Avoid taking ibuprofen for COVID-19 symptoms

Avoid taking ibuprofen for COVID-19 symptoms

He warned people not to take nonsteroidal anti-inflammatory drugs, or NSAIDS - a category of pain relievers and fever reducers that includes ibuprofen - because some French COVID-19 patients had experienced serious side effects.

The World Health Organization has officially recommended against using ibuprofen to manage symptoms of COVID-19, the illness caused by novel coronavirus.

Various publications have cited professors, doctors and other healthcare professionals offering conflicting takes on the the use of ibuprofen.

Pharmacies and grocery stores in the Netherlands have begun limiting sales of paracetamol due to shortages caused by stockpiling.

"Appropriate use of ibuprofen and paracetamol is still now being recommended by most European health authorities as part of the symptomatic treatment of COVID-19".

He advised those with a fever to use paracetamol, and told people already on anti-inflammatories, or those who are unsure, to seek a doctor's advice.

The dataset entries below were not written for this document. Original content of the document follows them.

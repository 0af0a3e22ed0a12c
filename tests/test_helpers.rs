// ==========================================
// 测试辅助函数
// ==========================================
// 职责: 提供测试所需的配置库、模块目录、矩阵、规则、受众/投放位夹具
// ==========================================

#![allow(dead_code)]

use modcon_planner::domain::{
    AudienceRef, ContentMatrix, DecisionCondition, DecisionRule, DecisioningLogic, MatrixCell,
    Module, ModuleCatalog, ModuleVariation, PlacementRef, PlanSnapshot, RuleAction,
};
use modcon_planner::domain::types::{
    ConditionLogic, ConditionType, FunnelStage, ModuleFormat, ModuleType, Operator,
};
use std::error::Error;
use tempfile::NamedTempFile;

/// 创建临时配置库文件
///
/// # 返回
/// - NamedTempFile: 临时数据库文件（需要保持存活）
/// - String: 数据库文件路径
pub fn create_test_db() -> Result<(NamedTempFile, String), Box<dyn Error>> {
    let temp_file = NamedTempFile::new()?;
    let db_path = temp_file
        .path()
        .to_str()
        .ok_or("临时路径不是合法 UTF-8")?
        .to_string();
    Ok((temp_file, db_path))
}

// ==========================================
// 模块目录
// ==========================================

pub fn variation(id: &str, text: &str) -> ModuleVariation {
    let mut v = ModuleVariation::new(id, format!("{} variation", id));
    v.text_content = Some(text.to_string());
    v
}

/// hook: m_hook(v_speed, v_price) / cta: m_cta(v_buy, v_learn) / offer: m_offer(v_10off)
pub fn create_test_catalog() -> ModuleCatalog {
    let mut catalog = ModuleCatalog::new();
    catalog
        .add_module(
            Module::new("m_hook", ModuleType::Hook, "Opening hook", ModuleFormat::Video)
                .with_variation(variation("v_speed", "Faster than ever"))
                .with_variation(variation("v_price", "Half the price")),
        )
        .unwrap();
    catalog
        .add_module(
            Module::new("m_cta", ModuleType::Cta, "Call to action", ModuleFormat::Text)
                .with_variation(variation("v_buy", "Buy now"))
                .with_variation(variation("v_learn", "Learn more")),
        )
        .unwrap();
    catalog
        .add_module(
            Module::new("m_offer", ModuleType::Offer, "Offer", ModuleFormat::Image)
                .with_variation(variation("v_10off", "10% off")),
        )
        .unwrap();
    catalog
}

// ==========================================
// 矩阵
// ==========================================

pub fn cell(id: &str, format: &str, theme: &str, variants: u32) -> MatrixCell {
    MatrixCell::new(id, "aud_loyal", FunnelStage::Awareness, theme, format, "feed", variants).unwrap()
}

pub fn cell_for(id: &str, audience: &str, stage: FunnelStage, placement: &str) -> MatrixCell {
    MatrixCell::new(id, audience, stage, "Speed", "Static Image", placement, 1).unwrap()
}

pub fn matrix_of(cells: Vec<MatrixCell>) -> ContentMatrix {
    let mut matrix = ContentMatrix::new();
    for c in cells {
        matrix.add_cell(c).unwrap();
    }
    matrix
}

// ==========================================
// 规则
// ==========================================

pub fn action(module_type: ModuleType, module_id: &str, variation_id: &str) -> RuleAction {
    RuleAction {
        module_type,
        module_id: module_id.to_string(),
        variation_id: variation_id.to_string(),
    }
}

pub fn eq(condition_type: ConditionType, value: &str) -> DecisionCondition {
    DecisionCondition::text(condition_type, Operator::Equals, value).unwrap()
}

/// 单条件 hook 规则
pub fn hook_rule(id: &str, priority: i32, condition: DecisionCondition, variation_id: &str) -> DecisionRule {
    DecisionRule::new(
        id,
        format!("rule {}", id),
        priority,
        vec![condition],
        ConditionLogic::And,
        action(ModuleType::Hook, "m_hook", variation_id),
    )
    .unwrap()
}

pub fn logic_of(rules: Vec<DecisionRule>) -> DecisioningLogic {
    let mut logic = DecisioningLogic::new();
    for rule in rules {
        logic.add_rule(rule).unwrap();
    }
    logic
}

// ==========================================
// 受众 / 投放位
// ==========================================

pub fn create_test_audiences(count: usize) -> Vec<AudienceRef> {
    let stages = [
        FunnelStage::Awareness,
        FunnelStage::Consideration,
        FunnelStage::Conversion,
    ];
    (0..count)
        .map(|i| {
            AudienceRef::new(format!("aud_{}", i + 1), format!("Audience {}", i + 1))
                .with_stage(stages[i % stages.len()])
        })
        .collect()
}

pub fn create_test_placements(count: usize) -> Vec<PlacementRef> {
    let sizes = ["300x250", "728x90", "160x600", "320x50"];
    (0..count)
        .map(|i| {
            PlacementRef::new(format!("plc_{}", i + 1), format!("Placement {}", i + 1))
                .with_platform("display")
                .with_dimensions(sizes[i % sizes.len()])
        })
        .collect()
}

/// 完整快照: 目录 + 2 个单元格 + hook 规则 + cta 默认值 + 3 受众 × 4 投放位
pub fn create_test_snapshot() -> PlanSnapshot {
    let catalog = create_test_catalog();
    let matrix = matrix_of(vec![
        cell_for("c1", "aud_1", FunnelStage::Awareness, "plc_1"),
        cell_for("c2", "aud_2", FunnelStage::Consideration, "plc_2"),
    ]);
    let mut decisioning = logic_of(vec![hook_rule(
        "r_aware",
        1,
        eq(ConditionType::FunnelStage, "awareness"),
        "v_speed",
    )]);
    decisioning.set_default(
        ModuleType::Cta,
        modcon_planner::domain::VariationRef::new("m_cta", "v_learn"),
    );

    PlanSnapshot {
        catalog,
        matrix,
        decisioning,
        audiences: create_test_audiences(3),
        placements: create_test_placements(4),
    }
}
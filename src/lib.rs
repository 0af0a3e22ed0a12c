// ==========================================
// ModCon 内容规划系统 - 核心库
// ==========================================
// 职责: 模块化内容的决策规则求值、范围分析、覆盖率校验、平台数据源生成
// 技术栈: Rust + SQLite（阈值配置）
// 系统定位: 规划辅助（所有变更由用户显式触发，引擎只读快照）
// ==========================================

// 初始化国际化系统
rust_i18n::i18n!("locales", fallback = "zh-CN");

// ==========================================
// 模块声明
// ==========================================

// 领域层 - 实体、封闭枚举、模型校验
pub mod domain;

// 引擎层 - 决策求值与分析
pub mod engine;

// 配置层 - 范围阈值
pub mod config;

// 数据库基础设施（连接初始化/PRAGMA/配置表）
pub mod db;

// 日志系统
pub mod logging;

// 国际化
pub mod i18n;

// API 层 - 工作区与导出
pub mod api;

// 应用层 - 进程级状态
pub mod app;

// ==========================================
// 重导出核心类型
// ==========================================

// 领域类型
pub use domain::types::{
    ComplexityLevel, ConditionLogic, ConditionType, FunnelStage, ModuleType, Operator, Severity,
    VariationStatus,
};

// 领域实体
pub use domain::{
    ContentMatrix, DecisionCondition, DecisionRule, DecisioningLogic, FeedStructure, MatrixCell,
    Module, ModuleCatalog, ModuleVariation, PlanSnapshot, TargetingContext, VariationRef,
};

// 引擎
pub use engine::{
    ComplexityScorer, CoverageValidator, DecisionRuleEngine, FeedGenerator, Resolution,
    ScopeAnalysis, ScopeAnalyzer, ScopeOrchestrator,
};

// API
pub use api::{ApiError, ApiResult, ExportApi, PlanWorkspace};

// ==========================================
// 常量定义
// ==========================================

// 系统版本
pub const VERSION: &str = env!("CARGO_PKG_VERSION");

// 系统名称
pub const APP_NAME: &str = "ModCon 内容规划系统";
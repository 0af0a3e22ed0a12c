// ==========================================
// ModCon 内容规划系统 - 配置层
// ==========================================
// 职责: 策略阈值配置管理，支持覆写与快照
// 存储: config_kv 表
// ==========================================

pub mod config_manager;
pub mod scope_config_reader;
pub mod scope_thresholds;

// 重导出核心配置管理器
pub use config_manager::{config_keys, ConfigError, ConfigManager};
pub use scope_config_reader::{ScopeConfigReader, StaticScopeConfig};
pub use scope_thresholds::ScopeThresholds;
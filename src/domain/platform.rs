// ==========================================
// ModCon 内容规划系统 - 第三方决策平台描述
// ==========================================
// 职责: 静态平台能力表（只用于导出格式选择与校验约束）
// 职责: 各平台原生表头映射（数据源结构模板）
// ==========================================

use crate::domain::types::ModuleType;
use serde::{Deserialize, Serialize};
use std::fmt;
use std::str::FromStr;

#[derive(Debug, Clone, Copy, PartialEq, Eq, Hash, Serialize, Deserialize)]
#[serde(rename_all = "snake_case")]
pub enum PlatformId {
    Flashtalking,
    Innovid,
    Clinch,
    Celtra,
    Storyteq,
    GoogleStudio,
    Sizmek,
    Jivox,
    Adform,
}

impl PlatformId {
    pub const ALL: [PlatformId; 9] = [
        PlatformId::Flashtalking,
        PlatformId::Innovid,
        PlatformId::Clinch,
        PlatformId::Celtra,
        PlatformId::Storyteq,
        PlatformId::GoogleStudio,
        PlatformId::Sizmek,
        PlatformId::Jivox,
        PlatformId::Adform,
    ];

    pub fn as_str(&self) -> &'static str {
        match self {
            PlatformId::Flashtalking => "flashtalking",
            PlatformId::Innovid => "innovid",
            PlatformId::Clinch => "clinch",
            PlatformId::Celtra => "celtra",
            PlatformId::Storyteq => "storyteq",
            PlatformId::GoogleStudio => "google_studio",
            PlatformId::Sizmek => "sizmek",
            PlatformId::Jivox => "jivox",
            PlatformId::Adform => "adform",
        }
    }
}

impl fmt::Display for PlatformId {
    fn fmt(&self, f: &mut fmt::Formatter<'_>) -> fmt::Result {
        f.write_str(self.as_str())
    }
}

impl FromStr for PlatformId {
    type Err = String;

    fn from_str(s: &str) -> Result<Self, Self::Err> {
        PlatformId::ALL
            .iter()
            .copied()
            .find(|p| p.as_str() == s.trim())
            .ok_or_else(|| format!("未知平台: {}", s))
    }
}

#[derive(Debug, Clone, Copy, PartialEq, Eq, Serialize, Deserialize)]
#[serde(rename_all = "snake_case")]
pub enum FeedFormat {
    Csv,
    Json,
    Xml,
    ApiOnly,
}

impl FeedFormat {
    /// 表格格式（CSV）; 其他格式导出为扁平对象数组
    pub fn is_tabular(&self) -> bool {
        matches!(self, FeedFormat::Csv)
    }

    pub fn extension(&self) -> &'static str {
        if self.is_tabular() {
            "csv"
        } else {
            "json"
        }
    }
}

#[derive(Debug, Clone, Copy, PartialEq, Eq, Serialize, Deserialize)]
#[serde(rename_all = "snake_case")]
pub enum PlatformCategory {
    Dco,
    ProductionAutomation,
}

#[derive(Debug, Clone, Copy, PartialEq, Eq, Serialize, Deserialize)]
#[serde(rename_all = "snake_case")]
pub enum MediaType {
    Display,
    Video,
    Interactive,
    Ctv,
    Audio,
    Social,
}

/// 导出约束（文本长度、行数、图片扩展名）
#[derive(Debug, Clone, PartialEq, Eq, Serialize, Deserialize)]
pub struct PlatformConstraints {
    pub max_headline_length: usize,
    pub max_body_length: usize,
    pub max_cta_length: usize,
    pub max_feed_rows: Option<usize>,
    pub image_formats: Vec<String>,
}

#[derive(Debug, Clone, PartialEq, Serialize, Deserialize)]
pub struct PlatformCapabilities {
    pub id: PlatformId,
    pub name: String,
    pub category: PlatformCategory,
    pub media_types: Vec<MediaType>,
    pub feed_format: FeedFormat,
    pub real_time_decisioning: bool,
    pub has_api: bool,
    pub constraints: PlatformConstraints,
}

fn constraints(
    headline: usize,
    body: usize,
    cta: usize,
    max_rows: Option<usize>,
    images: &[&str],
) -> PlatformConstraints {
    PlatformConstraints {
        max_headline_length: headline,
        max_body_length: body,
        max_cta_length: cta,
        max_feed_rows: max_rows,
        image_formats: images.iter().map(|s| s.to_string()).collect(),
    }
}

/// 平台能力表（PlatformId::ALL 顺序）
pub fn platform_catalog() -> Vec<PlatformCapabilities> {
    PlatformId::ALL.iter().map(|&id| find_platform(id)).collect()
}

pub fn find_platform(id: PlatformId) -> PlatformCapabilities {
    use MediaType::*;
    let (name, category, media, format, rtd, api, cons) = match id {
        PlatformId::Flashtalking => (
            "Flashtalking",
            PlatformCategory::Dco,
            vec![Display, Video, Interactive, Ctv],
            FeedFormat::Csv,
            true,
            true,
            constraints(40, 90, 25, Some(10_000), &["jpg", "jpeg", "png", "gif"]),
        ),
        PlatformId::Innovid => (
            "Innovid",
            PlatformCategory::Dco,
            vec![Video, Ctv, Interactive],
            FeedFormat::Json,
            true,
            true,
            constraints(50, 120, 30, Some(5_000), &["jpg", "jpeg", "png"]),
        ),
        PlatformId::Clinch => (
            "Clinch",
            PlatformCategory::Dco,
            vec![Display, Video, Social, Ctv],
            FeedFormat::Csv,
            true,
            true,
            constraints(40, 90, 25, None, &["jpg", "jpeg", "png", "gif"]),
        ),
        PlatformId::Celtra => (
            "Celtra",
            PlatformCategory::ProductionAutomation,
            vec![Display, Video, Social, Interactive],
            FeedFormat::Json,
            false,
            true,
            constraints(45, 100, 20, None, &["jpg", "jpeg", "png", "gif", "svg"]),
        ),
        PlatformId::Storyteq => (
            "Storyteq",
            PlatformCategory::ProductionAutomation,
            vec![Display, Video, Social],
            FeedFormat::Csv,
            false,
            true,
            constraints(60, 150, 30, None, &["jpg", "jpeg", "png"]),
        ),
        PlatformId::GoogleStudio => (
            "Google Creative Studio",
            PlatformCategory::Dco,
            vec![Display, Video],
            FeedFormat::Csv,
            true,
            false,
            constraints(30, 90, 15, Some(1_000), &["jpg", "jpeg", "png", "gif"]),
        ),
        PlatformId::Sizmek => (
            "Sizmek",
            PlatformCategory::Dco,
            vec![Display, Video],
            FeedFormat::Csv,
            true,
            false,
            constraints(40, 90, 25, None, &["jpg", "jpeg", "png", "gif"]),
        ),
        PlatformId::Jivox => (
            "Jivox",
            PlatformCategory::Dco,
            vec![Display, Video, Social, Audio],
            FeedFormat::Json,
            true,
            true,
            constraints(50, 120, 30, None, &["jpg", "jpeg", "png"]),
        ),
        PlatformId::Adform => (
            "Adform",
            PlatformCategory::Dco,
            vec![Display, Video],
            FeedFormat::Csv,
            true,
            true,
            constraints(40, 90, 25, None, &["jpg", "jpeg", "png", "gif"]),
        ),
    };
    PlatformCapabilities {
        id,
        name: name.to_string(),
        category,
        media_types: media,
        feed_format: format,
        real_time_decisioning: rtd,
        has_api: api,
        constraints: cons,
    }
}

// ==========================================
// 平台原生列映射
// ==========================================

/// 平台列的取值方式
#[derive(Debug, Clone, Copy, PartialEq, Eq)]
pub enum ColumnBinding {
    RowId,
    AudienceId,
    AudienceName,
    PlacementId,
    PlacementName,
    PlacementSize,
    /// 投放时按该模块类型决策
    Slot(ModuleType),
}

#[derive(Debug, Clone, Copy, PartialEq, Eq)]
pub struct PlatformColumn {
    /// 行内列名（JSON 导出时即键名）
    pub name: &'static str,
    /// 平台要求的表头
    pub header: &'static str,
    pub binding: ColumnBinding,
}

const fn col(name: &'static str, header: &'static str, binding: ColumnBinding) -> PlatformColumn {
    PlatformColumn { name, header, binding }
}

use ColumnBinding::*;

const FLASHTALKING_COLUMNS: &[PlatformColumn] = &[
    col("creative_id", "Creative ID", RowId),
    col("audience", "Audience", AudienceName),
    col("placement", "Placement", PlacementName),
    col("headline", "Headline", Slot(ModuleType::Hook)),
    col("body_copy", "Body Copy", Slot(ModuleType::ValueProp)),
    col("cta", "CTA", Slot(ModuleType::Cta)),
    col("image_1", "Image 1 URL", Slot(ModuleType::Product)),
    col("image_2", "Image 2 URL", Slot(ModuleType::ProofPoint)),
    col("logo", "Logo URL", Slot(ModuleType::Logo)),
    col("background_color", "Background Color", Slot(ModuleType::Background)),
];

const INNOVID_COLUMNS: &[PlatformColumn] = &[
    col("version_id", "version_id", RowId),
    col("audience_segment", "audience_segment", AudienceName),
    col("placement_id", "placement_id", PlacementId),
    col("headline", "headline", Slot(ModuleType::Hook)),
    col("description", "description", Slot(ModuleType::ValueProp)),
    col("cta_text", "cta_text", Slot(ModuleType::Cta)),
    col("primary_asset_url", "primary_asset_url", Slot(ModuleType::Product)),
    col("logo_url", "logo_url", Slot(ModuleType::Logo)),
    col("background_color", "background_color", Slot(ModuleType::Background)),
];

const CELTRA_COLUMNS: &[PlatformColumn] = &[
    col("feedId", "feedId", RowId),
    col("audienceId", "audienceId", AudienceId),
    col("placementId", "placementId", PlacementId),
    col("headline", "headline", Slot(ModuleType::Hook)),
    col("subhead", "subhead", Slot(ModuleType::ValueProp)),
    col("ctaLabel", "ctaLabel", Slot(ModuleType::Cta)),
    col("heroImage", "heroImage", Slot(ModuleType::Product)),
    col("logoImage", "logoImage", Slot(ModuleType::Logo)),
    col("backgroundColor", "backgroundColor", Slot(ModuleType::Background)),
];

const STORYTEQ_COLUMNS: &[PlatformColumn] = &[
    col("variant", "variant", RowId),
    col("audience", "audience", AudienceName),
    col("size", "size", PlacementSize),
    col("headline", "headline", Slot(ModuleType::Hook)),
    col("body", "body", Slot(ModuleType::ValueProp)),
    col("cta", "cta", Slot(ModuleType::Cta)),
    col("image_1", "image_1", Slot(ModuleType::Product)),
    col("image_2", "image_2", Slot(ModuleType::ProofPoint)),
    col("logo", "logo", Slot(ModuleType::Logo)),
    col("background", "background", Slot(ModuleType::Background)),
];

const GOOGLE_STUDIO_COLUMNS: &[PlatformColumn] = &[
    col("reporting_label", "Reporting Label", RowId),
    col("audience_id", "Audience ID", AudienceId),
    col("headline", "Headline", Slot(ModuleType::Hook)),
    col("description_1", "Description Line 1", Slot(ModuleType::ValueProp)),
    col("description_2", "Description Line 2", Slot(ModuleType::ProofPoint)),
    col("cta_text", "CTA Text", Slot(ModuleType::Cta)),
    col("image_1", "Image Asset 1", Slot(ModuleType::Product)),
    col("logo", "Logo Asset", Slot(ModuleType::Logo)),
    col("primary_color", "Primary Color", Slot(ModuleType::Background)),
];

/// 平台原生列（声明顺序即导出顺序）
///
/// Clinch/Sizmek/Adform 沿用 Flashtalking 表头，Jivox 沿用 Innovid 键名
pub fn platform_columns(id: PlatformId) -> &'static [PlatformColumn] {
    match id {
        PlatformId::Flashtalking | PlatformId::Clinch | PlatformId::Sizmek | PlatformId::Adform => {
            FLASHTALKING_COLUMNS
        }
        PlatformId::Innovid | PlatformId::Jivox => INNOVID_COLUMNS,
        PlatformId::Celtra => CELTRA_COLUMNS,
        PlatformId::Storyteq => STORYTEQ_COLUMNS,
        PlatformId::GoogleStudio => GOOGLE_STUDIO_COLUMNS,
    }
}

#[cfg(test)]
mod tests {
    use super::*;

    #[test]
    fn test_catalog_covers_every_platform() {
        let catalog = platform_catalog();
        assert_eq!(catalog.len(), 9);
        for id in PlatformId::ALL {
            assert_eq!(find_platform(id).id, id);
        }
    }

    #[test]
    fn test_feed_format_selection() {
        assert_eq!(find_platform(PlatformId::Flashtalking).feed_format.extension(), "csv");
        assert_eq!(find_platform(PlatformId::Innovid).feed_format.extension(), "json");
        assert_eq!("google_studio".parse::<PlatformId>(), Ok(PlatformId::GoogleStudio));
    }

    #[test]
    fn test_platform_columns_are_unique_per_platform() {
        for id in PlatformId::ALL {
            let columns = platform_columns(id);
            assert!(columns.iter().any(|c| c.binding == ColumnBinding::RowId));
            for (idx, column) in columns.iter().enumerate() {
                assert!(
                    columns[..idx].iter().all(|c| c.name != column.name),
                    "{} 列名重复: {}",
                    id,
                    column.name
                );
            }
        }
        assert_eq!(platform_columns(PlatformId::Adform), platform_columns(PlatformId::Flashtalking));
        assert_eq!(platform_columns(PlatformId::Celtra)[0].header, "feedId");
    }
}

At the same time as Veran's recommendation, the French government warned against the use of non-steroidal anti-inflammatory drugs (NSAIDs), the family of drugs that includes ibuprofen. The company believes that there is no proven scientific evidence associating ibuprofen to the worsening of COVID-19.

According to Metro, a frontline NHS doctor said that many patients in the United Kingdom that require these anti-inflammatory drugs, such as rheumatoid patients, are denied pain relief. But he also claimed people should consult a doctor before stopping taking the drug. The World Health Organization cleared the air on their official Twitter account regarding the use of Paracetamol only.

Reckitt Benckiser (RB), the makers of Nurofen products, said it is aware of "the ongoing spread of information" concerning the use of NSAIDs including ibuprofen, but requested patients and healthcare professionals to consider each case separately.

Dr. Angela Rogers, a pulmonologist at the Stanford University Medical Center and chair of its intensive care unit's COVID-19 task force, notes that Tylenol is the go-to medication for patients who are sick enough to be hospitalized for any infection.

Veran's warning followed the recent publication of a study in the Lancet medical journal that hypothesized that an enzyme boosted by anti-inflammatory drugs such as ibuprofen could facilitate and worsen COVID-19 infections.

But the organisation said that antibiotics "only work on bacterial infections".

The company "has neither received new safety information nor been involved in the evaluation of any adverse events regarding the use of ibuprofen in COVID-19", it adds.

Fever-reducing medicine such as ibuprofen could worsen COVID-19, top health officials say.

According to France 24 and Science Alert, Véran warned people not to use the common painkiller in response to a March 11 letter in The Lancet that hypothesized using ibuprofen could potentially make the disease worse when used to treat those with diabetes and hypertension. Paracetamol has been advocated as a sensible choice.